START MATERIAL PROVIDED

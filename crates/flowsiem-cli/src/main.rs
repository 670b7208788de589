//! flowsiem
//!
//! Classifies newline-delimited network flows with a fine-tuned language
//! model and forwards attacker/victim flows to a SIEM manager as security
//! events.

use anyhow::Result;
use clap::Parser;
use flowsiem_cli::Cli;

#[tokio::main(flavor = "current_thread")]
async fn main() -> Result<()> {
    let cli = Cli::parse();

    // Initialize tracing
    init_tracing(cli.verbose);

    cli.execute().await?;
    Ok(())
}

/// Initialize tracing/logging
fn init_tracing(verbose: bool) {
    use tracing_subscriber::{layer::SubscriberExt, util::SubscriberInitExt, EnvFilter};

    let filter = if verbose {
        EnvFilter::new("flowsiem=debug")
    } else {
        EnvFilter::try_from_default_env().unwrap_or_else(|_| EnvFilter::new("flowsiem=info"))
    };

    tracing_subscriber::registry()
        .with(filter)
        .with(tracing_subscriber::fmt::layer())
        .init();
}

END MATERIAL PROVIDED

§ TASK PROMPT
Your answer should consist of copies of the lines above that include the string "verbose".

§ ANSWER TO THIS PROBLEM
    init_tracing(cli.verbose);
fn init_tracing(verbose: bool) {
    let filter = if verbose {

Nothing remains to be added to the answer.